According to the British historian Eric Hobsbawm in The Age of Extremes, the 20th century didn’t truly begin until 1914. World War I, with its new technologies of violence and effective termination of several empires, brought what Hobsbawm called the “long 19th century” to a close. Those with a more scientific bent might date the beginning of the 20th century to the first flight of the Wright brothers (1903) or the first transatlantic phone call (1915). If you prefer to think of the last 100 years as dominated by Hollywood and the global image factory, the 20th century began prematurely in 1896 when the first movie premiered in New York.

The profound changes that mark an era rarely correspond to a calendar’s shifts. Even Jesus Christ came into this world several years before the millennial turning point to which he gave his name. In other words, an era dawns two ways, chronologically and metaphorically.

Our choices for the metaphorical dawn of the 21st century are rather bleak. Here are a few possibilities: the outbreak of fighting in Yugoslavia in 1991, the election of George W. Bush in 2000, the Intergovernmental Panel on Climate Change’s 2001 report on the incontrovertible evidence for global warming, the attacks of September 11, the Iraq War, and last year’s dizzying stock market crash.
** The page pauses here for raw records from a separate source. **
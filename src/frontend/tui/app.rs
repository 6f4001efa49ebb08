use crate::core::AppCore;
use crate::data::Panel;
use crate::frontend::tui::cart::CartView;
use crate::frontend::tui::destination_input::{render_suggestions, DestinationInput};
use crate::frontend::tui::offers::OffersView;
use crate::frontend::tui::tip_rotator::TipRotatorView;
use crate::frontend::tui::{date_picker, guest_picker};
use crate::frontend::{Frontend, FrontendEvent};
use anyhow::{Context, Result};
use crossterm::{
    event::{self, DisableBracketedPaste, EnableBracketedPaste, Event, KeyEvent, KeyEventKind},
    execute,
    terminal::{disable_raw_mode, enable_raw_mode, EnterAlternateScreen, LeaveAlternateScreen},
};
use ratatui::{
    backend::CrosstermBackend,
    buffer::Buffer,
    layout::{Constraint, Layout, Rect},
    style::{Color, Style},
    text::{Line, Span},
    widgets::{Paragraph, Widget},
    Terminal,
};
use std::io;
use std::time::Duration;

const KEY_HINTS: &str = "Tab panels  a add  d remove  c confirm  y copy  t tips  q quit";

/// TUI Frontend using ratatui
///
/// This frontend renders the search screen using ratatui (terminal UI library)
/// and handles events via crossterm. It owns the destination TextArea;
/// everything else is read from `AppCore` at render time.
pub struct TuiFrontend {
    terminal: Terminal<CrosstermBackend<io::Stdout>>,
    poll_timeout: Duration,
    destination_input: DestinationInput,
}

impl TuiFrontend {
    /// Create a new TUI frontend
    ///
    /// Initializes terminal in raw mode, enables bracketed paste, and enters alternate screen.
    pub fn new() -> Result<Self> {
        enable_raw_mode().context("Failed to enable raw mode")?;
        let mut stdout = io::stdout();
        execute!(stdout, EnterAlternateScreen, EnableBracketedPaste)
            .context("Failed to setup terminal")?;

        let backend = CrosstermBackend::new(stdout);
        let mut terminal = Terminal::new(backend).context("Failed to create terminal")?;
        terminal.hide_cursor()?;

        Ok(Self {
            terminal,
            poll_timeout: Duration::from_millis(16), // ~60 FPS
            destination_input: DestinationInput::new(),
        })
    }

    /// Set poll timeout (bounds how late a tip step is drawn)
    pub fn set_poll_timeout(&mut self, timeout: Duration) {
        self.poll_timeout = timeout;
    }

    /// Convert crossterm event to FrontendEvent
    fn convert_event(event: Event) -> Option<FrontendEvent> {
        match event {
            Event::Key(key_event) => {
                // Only process key press events (ignore repeats and releases)
                if key_event.kind != KeyEventKind::Press {
                    return None;
                }
                Some(FrontendEvent::key(key_event.code, key_event.modifiers))
            }
            Event::Resize(w, h) => Some(FrontendEvent::resize(w, h)),
            Event::Paste(text) => Some(FrontendEvent::paste(text)),
            _ => None,
        }
    }

    /// Send a key to the destination field and re-filter suggestions
    pub fn edit_destination(&mut self, core: &mut AppCore, key: KeyEvent) {
        if self.destination_input.input(key) {
            core.set_destination_query(&self.destination_input.text());
        }
    }

    /// Bracketed paste goes to the destination field when it has focus
    pub fn paste(&mut self, core: &mut AppCore, text: &str) {
        if core.ui_state.focused != Panel::Destination {
            return;
        }
        if self.destination_input.paste(text) {
            core.set_destination_query(&self.destination_input.text());
        }
    }
}

impl Frontend for TuiFrontend {
    fn poll_events(&mut self) -> Result<Vec<FrontendEvent>> {
        let mut events = Vec::new();

        // Wait up to poll_timeout for the first event, then drain the rest
        let mut timeout = self.poll_timeout;
        while event::poll(timeout)? {
            if let Some(frontend_event) = Self::convert_event(event::read()?) {
                events.push(frontend_event);
            }
            timeout = Duration::ZERO;
        }

        Ok(events)
    }

    fn render(&mut self, core: &mut dyn std::any::Any) -> Result<()> {
        let core = core
            .downcast_mut::<AppCore>()
            .context("render() called with wrong type - expected AppCore")?;

        self.destination_input.sync(core.destination_search.query());
        let core: &AppCore = core;

        let Self {
            terminal,
            destination_input,
            ..
        } = self;

        terminal.draw(|f| {
            let area = f.area();
            draw_screen(core, destination_input, area, f.buffer_mut());
        })?;

        Ok(())
    }

    fn cleanup(&mut self) -> Result<()> {
        // Restore terminal
        disable_raw_mode()?;
        execute!(
            self.terminal.backend_mut(),
            LeaveAlternateScreen,
            DisableBracketedPaste
        )?;
        self.terminal.show_cursor()?;
        Ok(())
    }

    fn size(&self) -> (u16, u16) {
        let size = self.terminal.size().unwrap_or_default();
        (size.width, size.height)
    }
}

impl Drop for TuiFrontend {
    fn drop(&mut self) {
        // Ensure terminal is restored even if cleanup() wasn't called
        let _ = self.cleanup();
    }
}

/// Lay out and draw every panel. The dropdown is drawn last so it overlaps
/// the panels below the input.
fn draw_screen(core: &AppCore, destination_input: &mut DestinationInput, area: Rect, buf: &mut Buffer) {
    let focused = core.ui_state.focused;
    let tips_height = if core.tip_rotator().is_some() { 4 } else { 0 };

    let [search_area, pickers_area, main_area, tips_area, status_area] = Layout::vertical([
        Constraint::Length(3),
        Constraint::Length(6),
        Constraint::Min(4),
        Constraint::Length(tips_height),
        Constraint::Length(1),
    ])
    .areas(area);

    let [dates_area, guests_area] =
        Layout::horizontal([Constraint::Percentage(55), Constraint::Percentage(45)]).areas(pickers_area);
    let [offers_area, cart_area] =
        Layout::horizontal([Constraint::Percentage(60), Constraint::Percentage(40)]).areas(main_area);

    destination_input.render(search_area, buf, focused == Panel::Destination);

    date_picker::render(core.search.dates(), dates_area, buf, focused == Panel::Dates);

    guest_picker::render(
        &core.guest_picker,
        &core.search.guests(),
        core.search.limits(),
        guests_area,
        buf,
        focused == Panel::Guests,
    );

    let criteria = core.search.criteria();
    let currency_symbol = core.config.booking.currency_symbol.as_str();
    OffersView {
        offers: core.offers(),
        cursor: core.ui_state.offer_cursor,
        nights: criteria.nights,
        currency_symbol,
    }
    .render(offers_area, buf, focused == Panel::Offers);

    CartView {
        booking: &core.booking,
        criteria: &criteria,
        cursor: core.ui_state.cart_cursor,
        currency_symbol,
    }
    .render(cart_area, buf, focused == Panel::Cart);

    if let Some(rotator) = core.tip_rotator() {
        TipRotatorView::new(rotator).render(tips_area, buf);
    }

    render_status(&core.ui_state.status_text, status_area, buf);

    if focused == Panel::Destination {
        render_suggestions(&core.destination_search, search_area, area, buf);
    }
}

fn render_status(status: &str, area: Rect, buf: &mut Buffer) {
    let hints_width = KEY_HINTS.len() as u16;
    let mut spans = vec![Span::styled(status.to_string(), Style::default().fg(Color::White))];
    let used = status.chars().count() as u16 + hints_width;
    if used < area.width {
        spans.push(Span::raw(" ".repeat((area.width - used) as usize)));
        spans.push(Span::styled(KEY_HINTS, Style::default().fg(Color::DarkGray)));
    }
    Paragraph::new(Line::from(spans))
        .style(Style::default().bg(Color::Black))
        .render(area, buf);
}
If these events set the tone for this century, we are in deep trouble. We face a long economic decline, a slowly increasing heat wave, growing anarchy and violence, and lousy governance. As these trends converge, we face not the “perfect storm” but the “last storm.” We’re all living on borrowed time (which gives us the name of our epoch, according to a recent contest in The Nation).

But let’s pretend that we’ve simply gotten off on the wrong foot with this century. In a friendly round of golf, if you make a lousy tee shot, you can declare a “mulligan” and do the shot over. We’ve certainly sent the ball into the woods this time around. So let’s call a “mulligan” and start over.
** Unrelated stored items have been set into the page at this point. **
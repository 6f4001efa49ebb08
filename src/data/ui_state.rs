//! UI State - Focus and status state
//!
//! This module contains UI state that is independent of rendering.
//! The TUI frontend reads from these structures.

/// Panels on the search screen, in Tab order
#[derive(Clone, Copy, Debug, PartialEq, Eq, Hash)]
pub enum Panel {
    /// Destination combobox
    Destination,
    /// Check-in / check-out picker
    Dates,
    /// Adults / children / rooms counters
    Guests,
    /// Room offers for the chosen destination
    Offers,
    /// Booking cart
    Cart,
}

impl Panel {
    pub const ORDER: [Panel; 5] = [
        Panel::Destination,
        Panel::Dates,
        Panel::Guests,
        Panel::Offers,
        Panel::Cart,
    ];

    pub fn title(&self) -> &'static str {
        match self {
            Panel::Destination => "Where to?",
            Panel::Dates => "Dates",
            Panel::Guests => "Guests",
            Panel::Offers => "Rooms",
            Panel::Cart => "Your booking",
        }
    }

    pub fn next(self) -> Panel {
        let index = Self::ORDER.iter().position(|p| *p == self).unwrap_or(0);
        Self::ORDER[(index + 1) % Self::ORDER.len()]
    }

    pub fn previous(self) -> Panel {
        let index = Self::ORDER.iter().position(|p| *p == self).unwrap_or(0);
        Self::ORDER[(index + Self::ORDER.len() - 1) % Self::ORDER.len()]
    }

    /// Panels where printable keys edit text instead of triggering shortcuts
    pub fn takes_text(&self) -> bool {
        matches!(self, Panel::Destination)
    }
}

/// Application UI state
#[derive(Clone, Debug)]
pub struct UiState {
    /// Panel that receives keyboard input
    pub focused: Panel,

    /// Status bar text
    pub status_text: String,

    /// Cursor in the offers list
    pub offer_cursor: usize,

    /// Cursor in the booking cart
    pub cart_cursor: usize,
}

impl UiState {
    pub fn new() -> Self {
        Self {
            focused: Panel::Destination,
            status_text: String::from("Type a city, then Tab through dates and guests"),
            offer_cursor: 0,
            cart_cursor: 0,
        }
    }

    pub fn set_status(&mut self, text: impl Into<String>) {
        self.status_text = text.into();
    }
}

impl Default for UiState {
    fn default() -> Self {
        Self::new()
    }
}

#[cfg(test)]
mod tests {
    use super::*;

    #[test]
    fn test_panel_order_wraps() {
        assert_eq!(Panel::Destination.next(), Panel::Dates);
        assert_eq!(Panel::Cart.next(), Panel::Destination);
        assert_eq!(Panel::Destination.previous(), Panel::Cart);
        assert_eq!(Panel::Offers.previous(), Panel::Guests);
    }
}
And what better time for a new start than Inauguration Day 2009? Millions have descended on Washington, DC to witness something they didn’t think they’d see in their lifetimes: an African-American president, a moment to be a proud American, or simply a measure of hope for the future.

In this excerpt from her poem Inaugural, part of our latest selection of Fiesta! pieces on the intersection of the culture and global issues, Foreign Policy In Focus contributor Kathy Engel captures the hopeful moment:

this is a time to intervene in matters
of bureaucratic pain and idiocy
and not accept the appropriate
a time to make small things matter
and imagine big things
this is a time to turn the faucet off
and rain poems

In an interview with fellow poet and Fiesta! regular E. Ethelbert Miller, Engel talks more about the inspiration behind her poem. “There are times, and perhaps this is one of them historically, when crisis leads to greatness,” she says. “Perhaps these challenging economic times, along with the layers of possibility signified by Obama’s leadership, will lead to rounder thinking. We live in abundance and act out of a sense of scarcity. Even in this crisis we are surrounded by abundance, just not shared abundance. At the same time, there is famine in Zimbabwe, occupation in Iraq and Palestine, chaos and uprootedness, unhealed wounds, displacement, and poverty in the Gulf Coast. Generosity can become pragmatic and be implemented by programs and policies. But it is a way of walking into the day. Fundamentally, the politics of generosity can’t be separated from the politics of listening and empathy.”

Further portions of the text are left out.